▸ **Assignment**: Output only the lines below from the one containing "tags (repeated key)." to the one containing "pub fn scope(&self)", exactly as written, both ends kept.

▸ **Extracted information**:
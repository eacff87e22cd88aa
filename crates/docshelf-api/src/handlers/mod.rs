//! HTTP request handlers, one module per resource.

pub mod document;
pub mod health;
pub mod tag;
//! The document query engine and its building blocks.
//!
//! [`DocumentQueryEngine`] turns an immutable snapshot of document records
//! plus a [`DocumentQuery`] into one page of results. It performs no I/O,
//! never mutates its input and never fails; see [`engine`] for the exact
//! pipeline.

pub mod engine;
pub mod highlight;
pub mod search;

pub use engine::{DocumentQuery, DocumentQueryEngine, QueryResult, Scope};
pub use highlight::{HighlightSegment, highlight};
pub use search::SearchTerms;
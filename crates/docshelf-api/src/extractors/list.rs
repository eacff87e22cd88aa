//! Query-string parameters for `GET /api/files`.

use serde::{Deserialize, Serialize};

use docshelf_core::error::AppError;
use docshelf_core::types::{PageRequest, SortSpec};
use docshelf_service::query::{DocumentQuery, Scope};

use super::path::parse_tag_ids;

/// Raw list parameters.
///
/// Everything is taken as text so that unparseable values fall back to
/// defaults instead of rejecting the request. `tagIds` may repeat.
#[derive(Debug, Clone, Default, Serialize, Deserialize)]
#[serde(rename_all = "camelCase")]
pub struct ListDocumentsParams {
    /// Free-text search.
    pub search: Option<String>,
    /// Required tags (repeated key).
    #[serde(default)]
    pub tag_ids: Vec<String>,
    /// 1-based page number.
    pub page: Option<String>,
    /// Page size.
    pub limit: Option<String>,
    /// `fileName`, `fileSize` or `uploadedAt`.
    pub sort_by: Option<String>,
    /// `asc` or `desc`.
    pub sort_order: Option<String>,
    /// `true` selects the trash.
    pub is_deleted: Option<String>,
}

impl ListDocumentsParams {
    /// Which side of the trash to list.
    pub fn scope(&self) -> Scope {
        match self.is_deleted.as_deref().map(str::trim) {
            Some(v) if v.eq_ignore_ascii_case("true") || v == "1" => Scope::Trashed,
            _ => Scope::Active,
        }
    }

    /// Builds the engine query. Only malformed tag ids are an error; page
    /// bounds are left for the engine to apply.
    pub fn to_query(&self) -> Result<DocumentQuery, AppError> {
        Ok(DocumentQuery {
            search: self.search.clone(),
            tag_ids: parse_tag_ids(&self.tag_ids)?,
            page: PageRequest {
                page: lenient_number(&self.page),
                limit: lenient_number(&self.limit),
            },
            sort: SortSpec::from_lenient(self.sort_by.as_deref(), self.sort_order.as_deref()),
        })
    }
}

/// Parses a non-negative number; anything else becomes 0, which the engine
/// coerces to the default.
fn lenient_number(raw: &Option<String>) -> u64 {
    raw.as_deref()
        .and_then(|s| s.trim().parse().ok())
        .unwrap_or(0)
}
//! Application configuration schemas.
//!
//! All configuration structs are deserialized from TOML files via the
//! `config` crate. Each sub-module represents a logical configuration
//! section, and every field carries a serde default so that an empty
//! file yields a runnable development setup.

pub mod app;
pub mod logging;
pub mod query;
pub mod upload;

use serde::{Deserialize, Serialize};
use uuid::Uuid;

pub use self::app::{CorsConfig, ServerConfig};
pub use self::logging::LoggingConfig;
pub use self::query::QueryConfig;
pub use self::upload::UploadConfig;

use crate::error::AppError;

/// Root application configuration.
///
/// This struct is the top-level deserialization target for the merged
/// TOML configuration files (default.toml + environment overlay).
#[derive(Debug, Clone, Default, Serialize, Deserialize)]
pub struct AppConfig {
    /// HTTP server settings.
    #[serde(default)]
    pub server: ServerConfig,
    /// Upload validation settings.
    #[serde(default)]
    pub upload: UploadConfig,
    /// List query defaults and bounds.
    #[serde(default)]
    pub query: QueryConfig,
    /// Acting-user settings.
    #[serde(default)]
    pub auth: AuthConfig,
    /// Demo data seeding.
    #[serde(default)]
    pub seed: SeedConfig,
    /// Logging settings.
    #[serde(default)]
    pub logging: LoggingConfig,
}

/// Acting-user configuration.
///
/// DocShelf does not authenticate callers; requests may name an actor via
/// the `X-User-Id` header, otherwise this user is recorded as the actor.
#[derive(Debug, Clone, Serialize, Deserialize)]
pub struct AuthConfig {
    /// User recorded as uploader/creator when a request names none.
    #[serde(default = "default_user_id")]
    pub default_user_id: Uuid,
}

impl Default for AuthConfig {
    fn default() -> Self {
        Self {
            default_user_id: default_user_id(),
        }
    }
}

/// Demo data seeding configuration.
#[derive(Debug, Clone, Serialize, Deserialize)]
pub struct SeedConfig {
    /// Whether to load the demo tags and documents at startup.
    #[serde(default = "default_true")]
    pub enabled: bool,
}

impl Default for SeedConfig {
    fn default() -> Self {
        Self { enabled: true }
    }
}

impl AppConfig {
    /// Load configuration from TOML files.
    ///
    /// Merges `config/default.toml` with an environment-specific overlay
    /// (`config/{env}.toml`) and environment variables prefixed with
    /// `DOCSHELF__` (e.g. `DOCSHELF__SERVER__PORT=9000`).
    pub fn load(env: &str) -> Result<Self, AppError> {
        let config = config::Config::builder()
            .add_source(config::File::with_name("config/default").required(false))
            .add_source(config::File::with_name(&format!("config/{env}")).required(false))
            .add_source(
                config::Environment::with_prefix("DOCSHELF")
                    .prefix_separator("__")
                    .separator("__")
                    .try_parsing(true),
            )
            .build()
            .map_err(|e| AppError::configuration(format!("Failed to build config: {e}")))?;

        config
            .try_deserialize()
            .map_err(|e| AppError::configuration(format!("Failed to deserialize config: {e}")))
    }
}

fn default_user_id() -> Uuid {
    Uuid::nil()
}

fn default_true() -> bool {
    true
}
//! Integration tests for document listing, upload, download and edits.

use axum::body::Body;
use axum::http::{Request, StatusCode, header};
use serde_json::json;

use docshelf_core::config::AppConfig;

use crate::helpers::TestApp;

#[tokio::test]
async fn test_health() {
    let app = TestApp::new().await;
    let response = app.request("GET", "/api/health", None).await;
    assert_eq!(response.status, StatusCode::OK);
    assert_eq!(response.body["data"]["status"], "ok");
}

#[tokio::test]
async fn test_upload_then_list() {
    let app = TestApp::new().await;
    let response = app.upload("見積書_2024.xlsx", &[0u8; 1536], &[]).await;

    assert_eq!(response.status, StatusCode::CREATED);
    let doc = &response.body["data"];
    assert_eq!(doc["fileName"], "見積書_2024.xlsx");
    assert_eq!(doc["fileSize"], 1536);
    assert_eq!(doc["fileFormat"], "xlsx");
    assert_eq!(doc["fileSizeLabel"], "1.5 KB");
    assert_eq!(doc["isDeleted"], false);
    assert!(doc["deletedAt"].is_null());

    let list = app.request("GET", "/api/files", None).await;
    assert_eq!(list.status, StatusCode::OK);
    assert_eq!(list.file_names(), vec!["見積書_2024.xlsx"]);
    assert_eq!(
        list.body["pagination"],
        json!({ "page": 1, "limit": 20, "total": 1, "totalPages": 1 })
    );
}

#[tokio::test]
async fn test_empty_list() {
    let app = TestApp::new().await;
    let list = app.request("GET", "/api/files", None).await;
    assert_eq!(list.status, StatusCode::OK);
    assert_eq!(list.body["data"], json!([]));
    assert_eq!(list.body["pagination"]["totalPages"], 0);
}

#[tokio::test]
async fn test_upload_duplicate_name_conflicts() {
    let app = TestApp::new().await;
    app.upload_ok("a.pdf", &[]).await;
    let response = app.upload("a.pdf", b"again", &[]).await;
    assert_eq!(response.status, StatusCode::CONFLICT);
    assert_eq!(response.body["error"], "CONFLICT");
}

#[tokio::test]
async fn test_upload_disallowed_extension() {
    let app = TestApp::new().await;
    let response = app.upload("tool.exe", b"MZ", &[]).await;
    assert_eq!(response.status, StatusCode::BAD_REQUEST);
    assert_eq!(response.body["error"], "VALIDATION_ERROR");
}

#[tokio::test]
async fn test_upload_too_large() {
    let mut config = AppConfig::default();
    config.seed.enabled = false;
    config.upload.max_file_size_bytes = 16;
    let app = TestApp::with_config(config).await;

    let response = app.upload("big.txt", &[b'x'; 32], &[]).await;
    assert_eq!(response.status, StatusCode::PAYLOAD_TOO_LARGE);
    assert_eq!(response.body["error"], "PAYLOAD_TOO_LARGE");
}

#[tokio::test]
async fn test_upload_without_file_field() {
    let app = TestApp::new().await;
    let req = Request::builder()
        .method("POST")
        .uri("/api/files")
        .header(header::CONTENT_TYPE, "multipart/form-data; boundary=b")
        .body(Body::from("--b--\r\n"))
        .unwrap();
    let response = app.send(req).await;
    assert_eq!(response.status, StatusCode::BAD_REQUEST);
}

#[tokio::test]
async fn test_upload_with_unknown_tag() {
    let app = TestApp::new().await;
    let response = app
        .upload("a.pdf", b"1", &["00000000-0000-0000-0000-000000000001"])
        .await;
    assert_eq!(response.status, StatusCode::BAD_REQUEST);
}

#[tokio::test]
async fn test_tag_filter_requires_all_tags() {
    let app = TestApp::new().await;
    let invoice = app.create_tag("請求書").await;
    let important = app.create_tag("重要").await;
    app.upload_ok("請求書_A.pdf", &[invoice.as_str()]).await;
    app.upload_ok("請求書_B.pdf", &[invoice.as_str(), important.as_str()]).await;
    app.upload_ok("契約書_C.docx", &[]).await;

    let one = app
        .request("GET", &format!("/api/files?tagIds={invoice}&sortBy=fileName&sortOrder=asc"), None)
        .await;
    assert_eq!(one.file_names(), vec!["請求書_A.pdf", "請求書_B.pdf"]);

    let both = app
        .request("GET", &format!("/api/files?tagIds={invoice}&tagIds={important}"), None)
        .await;
    assert_eq!(both.file_names(), vec!["請求書_B.pdf"]);
    assert_eq!(both.body["pagination"]["total"], 1);
}

#[tokio::test]
async fn test_malformed_tag_id_is_rejected() {
    let app = TestApp::new().await;
    let response = app.request("GET", "/api/files?tagIds=not-a-uuid", None).await;
    assert_eq!(response.status, StatusCode::BAD_REQUEST);
    assert_eq!(response.body["error"], "VALIDATION_ERROR");
}

#[tokio::test]
async fn test_search_matches_all_tokens_and_highlights() {
    let app = TestApp::new().await;
    app.upload_ok("田中商事_請求書_202401.pdf", &[]).await;
    app.upload_ok("田中商事_見積書.pdf", &[]).await;

    let query = "search=%E7%94%B0%E4%B8%AD%E5%95%86%E4%BA%8B%20%E8%AB%8B%E6%B1%82%E6%9B%B8";
    let response = app.request("GET", &format!("/api/files?{query}"), None).await;

    assert_eq!(response.file_names(), vec!["田中商事_請求書_202401.pdf"]);
    let segments = response.body["data"][0]["fileNameHighlights"]
        .as_array()
        .unwrap()
        .clone();
    assert_eq!(segments[0], json!({ "text": "田中商事", "matched": true }));
    assert_eq!(segments[1], json!({ "text": "_", "matched": false }));
    assert_eq!(segments[2], json!({ "text": "請求書", "matched": true }));
}

#[tokio::test]
async fn test_pagination() {
    let app = TestApp::new().await;
    for name in ["a.pdf", "b.pdf", "c.pdf"] {
        app.upload_ok(name, &[]).await;
    }

    let first = app.request("GET", "/api/files?page=1&limit=2", None).await;
    assert_eq!(first.file_names().len(), 2);
    assert_eq!(
        first.body["pagination"],
        json!({ "page": 1, "limit": 2, "total": 3, "totalPages": 2 })
    );

    let second = app.request("GET", "/api/files?page=2&limit=2", None).await;
    assert_eq!(second.file_names().len(), 1);

    let beyond = app.request("GET", "/api/files?page=5&limit=20", None).await;
    assert_eq!(beyond.status, StatusCode::OK);
    assert_eq!(beyond.body["data"], json!([]));
    assert_eq!(beyond.body["pagination"]["total"], 3);
}

#[tokio::test]
async fn test_invalid_paging_and_sort_values_fall_back() {
    let app = TestApp::new().await;
    app.upload_ok("a.pdf", &[]).await;

    let response = app
        .request("GET", "/api/files?page=abc&limit=0&sortBy=color&sortOrder=up", None)
        .await;
    assert_eq!(response.status, StatusCode::OK);
    assert_eq!(response.body["pagination"]["page"], 1);
    assert_eq!(response.body["pagination"]["limit"], 20);

    let capped = app.request("GET", "/api/files?limit=5000", None).await;
    assert_eq!(capped.body["pagination"]["limit"], 100);
}

#[tokio::test]
async fn test_sort_by_size_ascending() {
    let app = TestApp::new().await;
    app.upload("x.txt", &[b'x'; 300], &[]).await;
    app.upload("y.txt", &[b'y'; 100], &[]).await;
    app.upload("z.txt", &[b'z'; 200], &[]).await;

    let response = app
        .request("GET", "/api/files?sortBy=fileSize&sortOrder=asc", None)
        .await;
    assert_eq!(response.file_names(), vec!["y.txt", "z.txt", "x.txt"]);
}

#[tokio::test]
async fn test_get_document() {
    let app = TestApp::new().await;
    let id = app.upload_ok("a.pdf", &[]).await;

    let response = app.request("GET", &format!("/api/files/{id}"), None).await;
    assert_eq!(response.status, StatusCode::OK);
    assert_eq!(response.body["data"]["id"], id.as_str());

    let missing = app
        .request("GET", "/api/files/00000000-0000-0000-0000-999999999999", None)
        .await;
    assert_eq!(missing.status, StatusCode::NOT_FOUND);
    assert_eq!(missing.body["error"], "NOT_FOUND");

    let malformed = app.request("GET", "/api/files/xyz", None).await;
    assert_eq!(malformed.status, StatusCode::BAD_REQUEST);
}

#[tokio::test]
async fn test_download_returns_bytes() {
    let app = TestApp::new().await;
    let response = app.upload("memo.txt", b"hello docshelf", &[]).await;
    let id = response.body["data"]["id"].as_str().unwrap().to_string();

    let download = app
        .request("GET", &format!("/api/files/{id}/download"), None)
        .await;
    assert_eq!(download.status, StatusCode::OK);
    assert_eq!(download.bytes, b"hello docshelf");
    let disposition = download.headers[header::CONTENT_DISPOSITION].to_str().unwrap();
    assert!(disposition.starts_with("attachment; filename=\"memo.txt\""));
}

#[tokio::test]
async fn test_patch_renames_and_retags() {
    let app = TestApp::new().await;
    let tag = app.create_tag("重要").await;
    let id = app.upload_ok("a.pdf", &[]).await;

    let response = app
        .request(
            "PATCH",
            &format!("/api/files/{id}"),
            Some(json!({ "fileName": "b.pdf", "tagIds": [tag] })),
        )
        .await;
    assert_eq!(response.status, StatusCode::OK);
    assert_eq!(response.body["data"]["fileName"], "b.pdf");
    assert_eq!(response.body["data"]["tags"][0]["name"], "重要");
}

#[tokio::test]
async fn test_patch_rename_updates_format() {
    let app = TestApp::new().await;
    let id = app.upload_ok("draft.txt", &[]).await;

    let response = app
        .request(
            "PATCH",
            &format!("/api/files/{id}"),
            Some(json!({ "fileName": "draft.csv" })),
        )
        .await;
    assert_eq!(response.status, StatusCode::OK);
    assert_eq!(response.body["data"]["fileFormat"], "csv");
    assert_eq!(response.body["data"]["fileCategory"], "spreadsheet");

    let download = app
        .request("GET", &format!("/api/files/{id}/download"), None)
        .await;
    assert_eq!(download.headers[header::CONTENT_TYPE], "text/csv");
}

#[tokio::test]
async fn test_patch_validation_errors() {
    let app = TestApp::new().await;
    app.upload_ok("taken.pdf", &[]).await;
    let id = app.upload_ok("a.pdf", &[]).await;
    let path = format!("/api/files/{id}");

    let duplicate = app
        .request("PATCH", &path, Some(json!({ "fileName": "taken.pdf" })))
        .await;
    assert_eq!(duplicate.status, StatusCode::CONFLICT);

    let empty = app.request("PATCH", &path, Some(json!({ "fileName": "  " }))).await;
    assert_eq!(empty.status, StatusCode::BAD_REQUEST);

    let executable = app
        .request("PATCH", &path, Some(json!({ "fileName": "a.exe" })))
        .await;
    assert_eq!(executable.status, StatusCode::BAD_REQUEST);
    let unchanged = app.request("GET", &path, None).await;
    assert_eq!(unchanged.body["data"]["fileName"], "a.pdf");
    assert_eq!(unchanged.body["data"]["fileFormat"], "pdf");

    let bad_tag = app
        .request("PATCH", &path, Some(json!({ "tagIds": ["nope"] })))
        .await;
    assert_eq!(bad_tag.status, StatusCode::BAD_REQUEST);

    let req = Request::builder()
        .method("PATCH")
        .uri(&path)
        .header(header::CONTENT_TYPE, "application/json")
        .body(Body::from("{not json"))
        .unwrap();
    let malformed = app.send(req).await;
    assert_eq!(malformed.status, StatusCode::BAD_REQUEST);
    assert_eq!(malformed.body["error"], "VALIDATION_ERROR");
}

#[tokio::test]
async fn test_acting_user_header() {
    let app = TestApp::new().await;
    let user = "5b0c1f4e-8d1a-4c53-9a8e-0f6c2e7d9b11";

    let mut body = Vec::new();
    body.extend_from_slice(
        b"--b\r\nContent-Disposition: form-data; name=\"file\"; filename=\"a.pdf\"\r\n\r\nx\r\n--b--\r\n",
    );
    let req = Request::builder()
        .method("POST")
        .uri("/api/files")
        .header(header::CONTENT_TYPE, "multipart/form-data; boundary=b")
        .header("X-User-Id", user)
        .body(Body::from(body))
        .unwrap();
    let response = app.send(req).await;
    assert_eq!(response.status, StatusCode::CREATED);
    assert_eq!(response.body["data"]["uploadedByUserId"], user);

    let req = Request::builder()
        .method("POST")
        .uri("/api/tags")
        .header(header::CONTENT_TYPE, "application/json")
        .header("X-User-Id", "bogus")
        .body(Body::from(json!({ "name": "重要な" }).to_string()))
        .unwrap();
    let rejected = app.send(req).await;
    assert_eq!(rejected.status, StatusCode::BAD_REQUEST);
}

#[tokio::test]
async fn test_seeded_collection() {
    let app = TestApp::seeded().await;

    let active = app.request("GET", "/api/files", None).await;
    assert_eq!(active.status, StatusCode::OK);
    assert_eq!(active.body["pagination"]["total"], 7);

    let trashed = app.request("GET", "/api/files?isDeleted=true", None).await;
    assert_eq!(trashed.file_names(), vec!["旧_見積書_2023.pdf"]);

    let tags = app.request("GET", "/api/tags", None).await;
    assert_eq!(tags.body["data"].as_array().unwrap().len(), 5);
}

▸ **Result**:
    /// Required tags (repeated key).
    #[serde(default)]
    pub tag_ids: Vec<String>,
    /// 1-based page number.
    pub page: Option<String>,
    /// Page size.
    pub limit: Option<String>,
    /// `fileName`, `fileSize` or `uploadedAt`.
    pub sort_by: Option<String>,
    /// `asc` or `desc`.
    pub sort_order: Option<String>,
    /// `true` selects the trash.
    pub is_deleted: Option<String>,
}

impl ListDocumentsParams {
    /// Which side of the trash to list.
    pub fn scope(&self) -> Scope {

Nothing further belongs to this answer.